** SUPPLIED MATERIAL follows **
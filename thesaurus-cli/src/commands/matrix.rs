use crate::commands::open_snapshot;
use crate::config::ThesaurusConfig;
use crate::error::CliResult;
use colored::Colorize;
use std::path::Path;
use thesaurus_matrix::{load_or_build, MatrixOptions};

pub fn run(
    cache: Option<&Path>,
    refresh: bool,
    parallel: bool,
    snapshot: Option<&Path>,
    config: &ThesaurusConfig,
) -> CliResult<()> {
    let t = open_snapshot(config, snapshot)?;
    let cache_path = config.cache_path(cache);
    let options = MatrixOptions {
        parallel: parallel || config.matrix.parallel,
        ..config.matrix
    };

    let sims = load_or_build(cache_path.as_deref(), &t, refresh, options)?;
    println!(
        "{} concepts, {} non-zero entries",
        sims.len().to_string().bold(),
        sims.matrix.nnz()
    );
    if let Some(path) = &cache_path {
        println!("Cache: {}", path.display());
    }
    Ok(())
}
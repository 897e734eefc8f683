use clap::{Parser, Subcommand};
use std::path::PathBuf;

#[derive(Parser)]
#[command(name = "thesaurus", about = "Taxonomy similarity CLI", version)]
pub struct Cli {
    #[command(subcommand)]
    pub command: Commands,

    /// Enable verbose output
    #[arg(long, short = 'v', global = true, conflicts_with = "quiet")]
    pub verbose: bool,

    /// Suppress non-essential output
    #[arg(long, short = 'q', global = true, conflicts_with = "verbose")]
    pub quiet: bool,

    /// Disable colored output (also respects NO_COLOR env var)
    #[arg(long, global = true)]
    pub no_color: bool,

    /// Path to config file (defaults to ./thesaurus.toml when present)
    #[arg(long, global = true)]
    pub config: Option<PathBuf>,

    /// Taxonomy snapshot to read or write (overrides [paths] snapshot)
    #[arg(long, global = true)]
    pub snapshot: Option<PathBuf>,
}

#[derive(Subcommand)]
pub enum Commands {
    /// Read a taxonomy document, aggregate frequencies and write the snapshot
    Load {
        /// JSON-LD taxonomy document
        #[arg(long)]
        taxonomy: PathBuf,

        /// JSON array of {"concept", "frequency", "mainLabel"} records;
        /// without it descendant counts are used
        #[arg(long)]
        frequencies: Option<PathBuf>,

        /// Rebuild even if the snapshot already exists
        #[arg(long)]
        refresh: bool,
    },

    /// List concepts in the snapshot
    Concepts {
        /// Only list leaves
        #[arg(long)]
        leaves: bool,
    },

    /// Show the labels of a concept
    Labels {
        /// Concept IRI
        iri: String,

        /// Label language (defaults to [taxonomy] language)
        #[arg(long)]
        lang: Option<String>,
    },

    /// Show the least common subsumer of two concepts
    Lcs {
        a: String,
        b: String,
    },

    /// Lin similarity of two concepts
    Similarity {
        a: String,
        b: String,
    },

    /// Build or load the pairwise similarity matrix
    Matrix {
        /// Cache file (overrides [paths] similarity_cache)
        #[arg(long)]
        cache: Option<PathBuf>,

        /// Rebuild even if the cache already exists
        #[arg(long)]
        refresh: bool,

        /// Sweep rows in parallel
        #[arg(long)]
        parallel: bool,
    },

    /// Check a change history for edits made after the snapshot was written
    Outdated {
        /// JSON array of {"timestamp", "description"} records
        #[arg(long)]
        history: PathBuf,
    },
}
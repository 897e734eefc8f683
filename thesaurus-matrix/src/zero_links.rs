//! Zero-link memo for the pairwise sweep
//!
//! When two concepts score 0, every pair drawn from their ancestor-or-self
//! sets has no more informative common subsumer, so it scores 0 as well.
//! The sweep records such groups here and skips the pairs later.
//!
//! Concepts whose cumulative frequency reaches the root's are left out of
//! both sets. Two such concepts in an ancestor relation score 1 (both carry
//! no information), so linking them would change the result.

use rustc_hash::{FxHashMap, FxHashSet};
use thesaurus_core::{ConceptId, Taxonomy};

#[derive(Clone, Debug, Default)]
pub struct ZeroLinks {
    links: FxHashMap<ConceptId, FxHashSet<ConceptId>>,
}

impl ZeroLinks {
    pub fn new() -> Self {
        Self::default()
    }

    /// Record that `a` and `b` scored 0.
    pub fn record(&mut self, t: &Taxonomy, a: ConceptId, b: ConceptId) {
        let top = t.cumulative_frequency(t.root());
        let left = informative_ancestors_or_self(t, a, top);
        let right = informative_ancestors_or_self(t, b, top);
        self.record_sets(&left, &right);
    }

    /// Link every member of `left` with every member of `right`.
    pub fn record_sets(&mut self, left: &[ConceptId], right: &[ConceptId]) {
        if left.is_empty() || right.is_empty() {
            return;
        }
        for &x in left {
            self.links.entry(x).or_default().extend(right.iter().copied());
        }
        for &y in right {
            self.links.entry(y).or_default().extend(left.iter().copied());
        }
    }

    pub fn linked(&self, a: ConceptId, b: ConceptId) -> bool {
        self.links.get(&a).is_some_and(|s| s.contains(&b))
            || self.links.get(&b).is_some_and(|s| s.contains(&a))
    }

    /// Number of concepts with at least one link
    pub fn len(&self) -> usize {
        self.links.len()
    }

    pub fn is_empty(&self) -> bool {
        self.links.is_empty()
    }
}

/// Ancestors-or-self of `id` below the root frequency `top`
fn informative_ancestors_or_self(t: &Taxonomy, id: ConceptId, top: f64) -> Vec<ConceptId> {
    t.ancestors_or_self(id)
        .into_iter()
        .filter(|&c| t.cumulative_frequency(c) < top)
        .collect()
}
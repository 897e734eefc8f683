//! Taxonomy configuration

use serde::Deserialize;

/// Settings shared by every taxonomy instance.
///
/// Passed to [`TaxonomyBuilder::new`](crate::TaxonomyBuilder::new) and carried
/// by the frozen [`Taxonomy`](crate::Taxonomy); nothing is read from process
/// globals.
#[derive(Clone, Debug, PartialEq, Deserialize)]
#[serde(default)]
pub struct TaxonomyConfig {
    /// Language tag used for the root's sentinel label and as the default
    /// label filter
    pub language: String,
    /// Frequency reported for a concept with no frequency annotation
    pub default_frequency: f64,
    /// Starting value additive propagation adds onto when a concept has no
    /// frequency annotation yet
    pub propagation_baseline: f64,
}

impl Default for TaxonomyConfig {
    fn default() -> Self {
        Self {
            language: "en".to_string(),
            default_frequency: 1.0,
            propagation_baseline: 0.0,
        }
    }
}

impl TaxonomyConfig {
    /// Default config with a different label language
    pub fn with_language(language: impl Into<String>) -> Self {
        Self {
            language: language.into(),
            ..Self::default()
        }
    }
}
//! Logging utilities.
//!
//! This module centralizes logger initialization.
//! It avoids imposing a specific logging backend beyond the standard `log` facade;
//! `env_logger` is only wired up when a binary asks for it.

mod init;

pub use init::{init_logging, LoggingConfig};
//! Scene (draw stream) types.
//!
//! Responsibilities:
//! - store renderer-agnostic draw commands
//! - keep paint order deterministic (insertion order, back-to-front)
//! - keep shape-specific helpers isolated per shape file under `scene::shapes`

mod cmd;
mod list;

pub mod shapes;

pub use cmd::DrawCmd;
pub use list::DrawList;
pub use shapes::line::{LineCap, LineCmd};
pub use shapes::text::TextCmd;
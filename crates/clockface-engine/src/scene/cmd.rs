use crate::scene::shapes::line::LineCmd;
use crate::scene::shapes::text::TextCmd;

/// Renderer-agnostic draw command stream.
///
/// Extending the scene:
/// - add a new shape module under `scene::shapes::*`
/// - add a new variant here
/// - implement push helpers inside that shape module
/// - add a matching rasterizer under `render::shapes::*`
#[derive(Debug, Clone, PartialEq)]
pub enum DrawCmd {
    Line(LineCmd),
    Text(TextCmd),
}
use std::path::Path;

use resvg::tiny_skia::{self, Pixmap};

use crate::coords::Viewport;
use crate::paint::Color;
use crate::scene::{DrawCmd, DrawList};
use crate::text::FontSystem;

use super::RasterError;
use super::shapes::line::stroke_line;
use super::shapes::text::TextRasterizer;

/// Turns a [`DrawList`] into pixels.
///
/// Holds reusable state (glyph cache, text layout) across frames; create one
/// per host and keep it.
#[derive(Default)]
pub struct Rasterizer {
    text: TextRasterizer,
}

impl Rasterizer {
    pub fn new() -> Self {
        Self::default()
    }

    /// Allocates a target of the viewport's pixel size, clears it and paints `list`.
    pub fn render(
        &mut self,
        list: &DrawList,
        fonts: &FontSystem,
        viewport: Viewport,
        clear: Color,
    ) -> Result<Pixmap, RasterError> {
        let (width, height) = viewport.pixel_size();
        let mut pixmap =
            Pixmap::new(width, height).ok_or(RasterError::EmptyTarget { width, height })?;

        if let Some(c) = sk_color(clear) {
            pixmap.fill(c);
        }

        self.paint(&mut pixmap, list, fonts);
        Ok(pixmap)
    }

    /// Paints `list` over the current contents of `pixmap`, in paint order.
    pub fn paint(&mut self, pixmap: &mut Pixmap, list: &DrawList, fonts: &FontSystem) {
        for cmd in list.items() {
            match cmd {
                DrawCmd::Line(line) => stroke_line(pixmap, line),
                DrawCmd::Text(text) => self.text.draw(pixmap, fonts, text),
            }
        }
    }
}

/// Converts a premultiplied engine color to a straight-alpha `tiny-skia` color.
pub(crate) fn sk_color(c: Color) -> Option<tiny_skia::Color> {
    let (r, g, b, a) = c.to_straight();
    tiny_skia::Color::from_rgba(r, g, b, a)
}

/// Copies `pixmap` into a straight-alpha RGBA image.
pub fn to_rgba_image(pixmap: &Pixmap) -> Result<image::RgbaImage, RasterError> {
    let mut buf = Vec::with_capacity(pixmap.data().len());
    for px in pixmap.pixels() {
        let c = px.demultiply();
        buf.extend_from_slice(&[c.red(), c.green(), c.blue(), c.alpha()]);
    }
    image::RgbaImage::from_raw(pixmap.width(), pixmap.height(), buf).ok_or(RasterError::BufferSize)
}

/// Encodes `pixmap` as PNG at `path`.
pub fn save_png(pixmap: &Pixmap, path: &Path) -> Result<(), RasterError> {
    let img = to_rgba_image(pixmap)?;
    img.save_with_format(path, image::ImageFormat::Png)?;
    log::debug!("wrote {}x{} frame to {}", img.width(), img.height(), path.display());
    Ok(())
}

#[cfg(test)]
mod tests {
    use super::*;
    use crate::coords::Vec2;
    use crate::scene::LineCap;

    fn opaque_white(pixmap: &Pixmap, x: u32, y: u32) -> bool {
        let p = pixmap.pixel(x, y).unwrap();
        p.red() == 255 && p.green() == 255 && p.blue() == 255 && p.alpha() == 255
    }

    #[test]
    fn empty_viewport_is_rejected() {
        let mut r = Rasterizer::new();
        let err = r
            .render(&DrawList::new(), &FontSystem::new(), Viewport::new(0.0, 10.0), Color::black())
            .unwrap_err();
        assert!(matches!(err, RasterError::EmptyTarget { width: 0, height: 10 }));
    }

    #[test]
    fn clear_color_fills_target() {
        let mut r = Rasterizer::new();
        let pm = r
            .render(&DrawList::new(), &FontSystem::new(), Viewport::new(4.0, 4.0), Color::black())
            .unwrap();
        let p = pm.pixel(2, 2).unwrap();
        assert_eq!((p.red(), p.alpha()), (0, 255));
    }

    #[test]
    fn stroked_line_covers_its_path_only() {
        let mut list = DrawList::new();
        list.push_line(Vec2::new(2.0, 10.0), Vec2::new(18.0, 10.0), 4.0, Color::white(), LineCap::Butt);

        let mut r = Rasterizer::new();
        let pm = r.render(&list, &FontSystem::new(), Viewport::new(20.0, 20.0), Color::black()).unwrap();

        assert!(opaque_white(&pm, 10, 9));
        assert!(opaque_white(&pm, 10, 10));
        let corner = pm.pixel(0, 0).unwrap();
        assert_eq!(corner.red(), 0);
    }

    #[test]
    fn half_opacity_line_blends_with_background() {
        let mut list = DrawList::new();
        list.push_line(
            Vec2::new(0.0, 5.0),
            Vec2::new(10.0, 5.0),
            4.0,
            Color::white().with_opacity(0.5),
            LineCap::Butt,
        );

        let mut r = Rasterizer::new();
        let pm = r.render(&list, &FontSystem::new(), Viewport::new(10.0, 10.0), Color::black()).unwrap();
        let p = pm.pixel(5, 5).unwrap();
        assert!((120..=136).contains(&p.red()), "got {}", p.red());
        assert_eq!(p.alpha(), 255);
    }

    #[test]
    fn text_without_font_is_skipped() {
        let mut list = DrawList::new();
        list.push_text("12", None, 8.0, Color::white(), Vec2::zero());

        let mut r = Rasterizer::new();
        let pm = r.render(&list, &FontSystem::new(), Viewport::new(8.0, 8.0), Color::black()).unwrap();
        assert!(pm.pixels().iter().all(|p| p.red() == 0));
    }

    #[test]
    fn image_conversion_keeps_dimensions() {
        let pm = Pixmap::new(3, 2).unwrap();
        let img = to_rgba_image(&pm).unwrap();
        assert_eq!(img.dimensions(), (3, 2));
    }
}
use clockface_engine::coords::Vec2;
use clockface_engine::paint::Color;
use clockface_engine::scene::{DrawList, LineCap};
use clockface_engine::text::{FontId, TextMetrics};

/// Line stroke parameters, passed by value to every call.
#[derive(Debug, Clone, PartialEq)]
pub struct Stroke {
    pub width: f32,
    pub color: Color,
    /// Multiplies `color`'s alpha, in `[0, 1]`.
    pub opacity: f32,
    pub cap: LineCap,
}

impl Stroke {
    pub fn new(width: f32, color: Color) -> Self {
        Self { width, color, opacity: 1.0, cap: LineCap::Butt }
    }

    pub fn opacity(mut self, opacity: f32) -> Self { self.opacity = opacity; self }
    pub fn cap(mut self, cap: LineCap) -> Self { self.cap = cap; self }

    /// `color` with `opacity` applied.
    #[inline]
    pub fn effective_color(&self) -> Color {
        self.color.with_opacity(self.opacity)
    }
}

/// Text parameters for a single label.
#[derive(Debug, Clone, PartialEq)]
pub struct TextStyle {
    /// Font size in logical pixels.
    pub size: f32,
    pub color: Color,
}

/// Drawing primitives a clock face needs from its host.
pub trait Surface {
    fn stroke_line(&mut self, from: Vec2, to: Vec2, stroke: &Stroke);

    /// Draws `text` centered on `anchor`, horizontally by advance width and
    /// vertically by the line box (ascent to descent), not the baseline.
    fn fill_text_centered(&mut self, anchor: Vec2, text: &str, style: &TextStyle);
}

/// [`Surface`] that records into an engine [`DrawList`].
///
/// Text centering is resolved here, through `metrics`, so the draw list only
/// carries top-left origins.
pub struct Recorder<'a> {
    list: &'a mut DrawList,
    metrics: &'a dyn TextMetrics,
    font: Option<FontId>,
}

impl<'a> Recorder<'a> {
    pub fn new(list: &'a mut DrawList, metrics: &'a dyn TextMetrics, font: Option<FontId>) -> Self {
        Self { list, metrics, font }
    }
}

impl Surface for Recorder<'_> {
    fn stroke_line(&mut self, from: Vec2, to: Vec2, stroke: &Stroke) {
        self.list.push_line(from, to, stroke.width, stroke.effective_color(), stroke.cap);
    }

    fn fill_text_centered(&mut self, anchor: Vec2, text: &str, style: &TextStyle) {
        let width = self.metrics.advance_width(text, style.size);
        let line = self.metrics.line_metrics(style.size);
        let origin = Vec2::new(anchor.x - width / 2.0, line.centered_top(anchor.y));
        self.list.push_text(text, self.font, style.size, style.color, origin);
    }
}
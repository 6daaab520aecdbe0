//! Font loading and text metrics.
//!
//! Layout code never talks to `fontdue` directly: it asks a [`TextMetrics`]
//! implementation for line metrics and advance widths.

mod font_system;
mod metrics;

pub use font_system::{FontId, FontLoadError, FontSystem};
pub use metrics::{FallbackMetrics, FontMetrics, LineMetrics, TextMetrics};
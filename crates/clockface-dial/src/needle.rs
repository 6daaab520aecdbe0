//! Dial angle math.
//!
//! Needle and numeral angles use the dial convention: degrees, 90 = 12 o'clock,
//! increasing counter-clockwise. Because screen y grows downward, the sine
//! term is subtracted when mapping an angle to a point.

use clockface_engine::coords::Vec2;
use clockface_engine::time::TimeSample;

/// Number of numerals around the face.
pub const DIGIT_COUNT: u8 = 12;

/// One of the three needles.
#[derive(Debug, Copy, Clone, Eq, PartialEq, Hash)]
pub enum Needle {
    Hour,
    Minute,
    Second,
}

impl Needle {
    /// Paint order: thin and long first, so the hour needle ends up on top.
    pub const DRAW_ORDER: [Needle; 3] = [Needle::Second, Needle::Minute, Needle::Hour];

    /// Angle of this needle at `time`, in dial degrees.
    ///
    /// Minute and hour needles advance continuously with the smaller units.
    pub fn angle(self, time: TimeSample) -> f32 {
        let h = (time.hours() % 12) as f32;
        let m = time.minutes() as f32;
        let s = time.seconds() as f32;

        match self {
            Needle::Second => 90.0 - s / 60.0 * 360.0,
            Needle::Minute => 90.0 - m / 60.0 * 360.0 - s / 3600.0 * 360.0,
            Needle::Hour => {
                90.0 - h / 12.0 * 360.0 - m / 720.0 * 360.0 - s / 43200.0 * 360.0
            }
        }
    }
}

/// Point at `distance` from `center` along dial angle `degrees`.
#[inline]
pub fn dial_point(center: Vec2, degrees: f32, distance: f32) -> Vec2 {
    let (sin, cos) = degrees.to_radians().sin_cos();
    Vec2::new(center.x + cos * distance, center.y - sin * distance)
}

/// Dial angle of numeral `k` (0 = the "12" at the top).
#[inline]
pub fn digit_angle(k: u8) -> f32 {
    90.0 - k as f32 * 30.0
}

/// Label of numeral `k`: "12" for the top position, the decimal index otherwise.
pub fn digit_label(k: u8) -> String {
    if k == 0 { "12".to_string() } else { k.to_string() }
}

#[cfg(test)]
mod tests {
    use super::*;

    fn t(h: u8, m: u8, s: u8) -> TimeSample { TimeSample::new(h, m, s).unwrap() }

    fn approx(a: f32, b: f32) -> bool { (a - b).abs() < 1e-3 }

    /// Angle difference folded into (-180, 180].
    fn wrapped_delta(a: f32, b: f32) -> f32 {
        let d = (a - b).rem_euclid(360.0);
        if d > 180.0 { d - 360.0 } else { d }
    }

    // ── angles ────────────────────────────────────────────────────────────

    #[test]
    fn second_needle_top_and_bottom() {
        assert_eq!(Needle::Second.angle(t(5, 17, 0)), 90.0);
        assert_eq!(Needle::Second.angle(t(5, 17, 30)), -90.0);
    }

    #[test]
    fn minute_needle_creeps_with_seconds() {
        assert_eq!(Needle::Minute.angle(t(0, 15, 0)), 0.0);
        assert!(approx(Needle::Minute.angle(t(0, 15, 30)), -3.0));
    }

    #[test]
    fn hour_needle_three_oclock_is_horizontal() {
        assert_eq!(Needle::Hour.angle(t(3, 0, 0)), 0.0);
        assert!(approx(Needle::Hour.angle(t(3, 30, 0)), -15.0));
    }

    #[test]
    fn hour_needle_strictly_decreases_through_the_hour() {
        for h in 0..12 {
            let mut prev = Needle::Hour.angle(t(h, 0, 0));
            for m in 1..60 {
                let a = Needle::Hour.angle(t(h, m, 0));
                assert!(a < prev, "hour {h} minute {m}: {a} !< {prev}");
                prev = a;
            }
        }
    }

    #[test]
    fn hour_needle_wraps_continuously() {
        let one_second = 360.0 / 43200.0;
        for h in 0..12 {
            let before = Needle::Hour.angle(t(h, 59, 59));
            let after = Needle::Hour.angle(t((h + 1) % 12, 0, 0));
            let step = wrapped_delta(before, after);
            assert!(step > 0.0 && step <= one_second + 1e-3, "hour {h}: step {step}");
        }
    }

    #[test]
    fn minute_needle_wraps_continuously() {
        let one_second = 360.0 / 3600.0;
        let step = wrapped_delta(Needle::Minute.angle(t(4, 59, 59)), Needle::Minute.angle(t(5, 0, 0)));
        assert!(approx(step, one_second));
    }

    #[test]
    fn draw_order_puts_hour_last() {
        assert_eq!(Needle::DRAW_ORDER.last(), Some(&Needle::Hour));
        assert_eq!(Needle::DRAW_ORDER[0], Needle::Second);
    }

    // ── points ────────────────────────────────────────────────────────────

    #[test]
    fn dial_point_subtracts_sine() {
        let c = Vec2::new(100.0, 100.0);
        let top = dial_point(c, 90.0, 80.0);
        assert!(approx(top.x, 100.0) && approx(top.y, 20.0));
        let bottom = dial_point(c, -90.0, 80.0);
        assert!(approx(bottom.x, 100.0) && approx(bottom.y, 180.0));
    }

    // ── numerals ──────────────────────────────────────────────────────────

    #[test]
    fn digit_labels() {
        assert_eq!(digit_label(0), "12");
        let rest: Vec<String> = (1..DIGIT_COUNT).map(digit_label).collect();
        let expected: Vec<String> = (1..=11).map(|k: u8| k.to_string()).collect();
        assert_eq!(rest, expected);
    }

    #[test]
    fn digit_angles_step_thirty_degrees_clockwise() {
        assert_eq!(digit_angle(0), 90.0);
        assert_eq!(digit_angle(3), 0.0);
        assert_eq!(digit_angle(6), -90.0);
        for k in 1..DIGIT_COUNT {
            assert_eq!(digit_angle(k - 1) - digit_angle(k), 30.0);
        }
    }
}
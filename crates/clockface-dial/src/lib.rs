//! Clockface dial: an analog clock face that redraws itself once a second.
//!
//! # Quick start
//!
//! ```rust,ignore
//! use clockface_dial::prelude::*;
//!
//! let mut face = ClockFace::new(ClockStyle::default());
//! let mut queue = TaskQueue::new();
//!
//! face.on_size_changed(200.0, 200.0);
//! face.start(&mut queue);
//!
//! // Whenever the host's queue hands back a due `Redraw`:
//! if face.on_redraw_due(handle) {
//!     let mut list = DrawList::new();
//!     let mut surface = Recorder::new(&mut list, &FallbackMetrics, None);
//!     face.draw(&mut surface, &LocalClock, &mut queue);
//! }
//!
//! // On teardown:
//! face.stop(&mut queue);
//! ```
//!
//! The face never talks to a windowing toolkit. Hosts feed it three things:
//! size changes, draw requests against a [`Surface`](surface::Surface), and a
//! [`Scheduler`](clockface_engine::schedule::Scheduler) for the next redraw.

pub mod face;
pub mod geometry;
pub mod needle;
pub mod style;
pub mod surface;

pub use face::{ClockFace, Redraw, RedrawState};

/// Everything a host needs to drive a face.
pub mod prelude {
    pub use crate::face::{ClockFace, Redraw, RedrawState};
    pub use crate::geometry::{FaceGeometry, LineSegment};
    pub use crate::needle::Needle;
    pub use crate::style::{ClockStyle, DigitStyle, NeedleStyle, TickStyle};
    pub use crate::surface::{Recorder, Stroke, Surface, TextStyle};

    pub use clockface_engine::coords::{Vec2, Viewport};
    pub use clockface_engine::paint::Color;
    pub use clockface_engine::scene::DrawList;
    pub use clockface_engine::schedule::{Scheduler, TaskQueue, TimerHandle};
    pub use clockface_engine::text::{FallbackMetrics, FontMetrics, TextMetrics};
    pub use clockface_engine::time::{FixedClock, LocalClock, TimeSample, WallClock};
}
** End of SUPPLIED MATERIAL **
=== TASK OBJECTIVE ===
What are the lines, exactly as written above, from the line with "and keep it." to the line with "let mut pixmap", both included? Output only those.

=== COMPLETED EXERCISE ===
/// per host and keep it.
#[derive(Default)]
pub struct Rasterizer {
    text: TextRasterizer,
}

impl Rasterizer {
    pub fn new() -> Self {
        Self::default()
    }

    /// Allocates a target of the viewport's pixel size, clears it and paints `list`.
    pub fn render(
        &mut self,
        list: &DrawList,
        fonts: &FontSystem,
        viewport: Viewport,
        clear: Color,
    ) -> Result<Pixmap, RasterError> {
        let (width, height) = viewport.pixel_size();
        let mut pixmap =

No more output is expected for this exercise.